ユーロ圏の4月物価・3月雇用について
2019/05/08
<投資信託>
- 4月HICPは総合が前年同月比+1.7%、コアが同+1.2%と大きく加速も、特殊要因の可能性ありです。
- 3月失業率は7.7%と、金融危機後の最低水準を更新しました。独仏以外の国の低下が目立ちました。
- これまでの景気減速の影響でインフレ率は低位が続く一方、緩やかな雇用増加が続くと見込まれます。
低インフレ、雇用増加傾向続く
Eurostat(EU統計局)が3日発表した4月のHICP(統合消費者物価指数)の速報は、総合が前年同月比+1.7%(前月比+0.3)、コアが同+1.2%(同+0.4)でした。単月の動きとしては大きな加速となりました。

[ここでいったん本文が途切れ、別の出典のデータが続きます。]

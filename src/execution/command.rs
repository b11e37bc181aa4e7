//! Command strings and the context threaded through a pipeline.

use std::time::{Duration, Instant};

use crate::output::strip_control_sequences;

/// Render a command as a quoted, human-readable string.
///
/// Used in messages and results only; it is never executed.
pub fn format_command<S: AsRef<str>>(program: &str, args: &[S]) -> String {
    std::iter::once(program)
        .chain(args.iter().map(AsRef::as_ref))
        .map(quote_part)
        .collect::<Vec<_>>()
        .join(" ")
}

fn quote_part(part: &str) -> String {
    let part = strip_control_sequences(part);
    if part.chars().all(is_plain_char) {
        part
    } else {
        format!("'{}'", part.replace('\'', "'\\''"))
    }
}

fn is_plain_char(c: char) -> bool {
    c.is_ascii_alphanumeric() || matches!(c, '_' | '.' | '/' | '-')
}

/// Start time and accumulated command string of a stage.
///
/// Each pipeline stage extends the context of the previous one, keeping
/// its start time so the duration covers the whole chain.
#[derive(Debug, Clone)]
pub struct Context {
    start: Instant,
    command: String,
}

impl Context {
    /// Context of the first stage.
    pub fn new<S: AsRef<str>>(program: &str, args: &[S]) -> Self {
        Self {
            start: Instant::now(),
            command: format_command(program, args),
        }
    }

    /// Context of a stage piped after this one.
    pub fn extend<S: AsRef<str>>(&self, program: &str, args: &[S]) -> Self {
        Self {
            start: self.start,
            command: format!("{} | {}", self.command, format_command(program, args)),
        }
    }

    /// The accumulated command string.
    pub fn command(&self) -> &str {
        &self.command
    }

    /// Time since the first stage started.
    pub fn elapsed(&self) -> Duration {
        self.start.elapsed()
    }
}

全体の約44%のウエイトを占めるサービスが同+1.9%(同+0.8)とさらに大きな加速となったことが背景にあります。ただし、今回は外泊費、旅客サービスなど、変動の大きい品目がサービスを押し上げたと推察され、詳細は改定値の発表(5月17日)待ちです。
また、4月30日に発表された3月の失業率は7.7%でした。金融危機後の最低を更新し、2008年9月以来10年半ぶりの低水準です。ドイツ、フランスが横ばいとなった一方、イタリアが10.5%から10.2%、スペインが14.2%から14.0%、その他の周辺国もほとんどが低下しました。雇用者数は前月比-17.4万人と5ヵ月連続で減少しました。
インフレ率は、これまでの景気減速の影響から、引き続き金融当局のインフレ目標(+2%弱)を下回る一方、景気後退のリスクは小さく、雇用環境は緩やかに改善すると見込まれます。
景気持ち直しの兆候 vs 英国情勢の不透明感
日本の連休中、ユーロ相場は対ドル、対円双方とも小動きでした。相場を動かす材料に乏しかった一方、英国のEU(欧州連合)離脱をめぐる不透明感が払拭できず、ユーロ相場は頭を抑えられた形です。
一方、ユーロ圏の景気に持ち直しの兆候が出てきていることはユーロにとって追い風で、当面は英国の情勢と合わせ、上下に動きにくい展開が予想されます。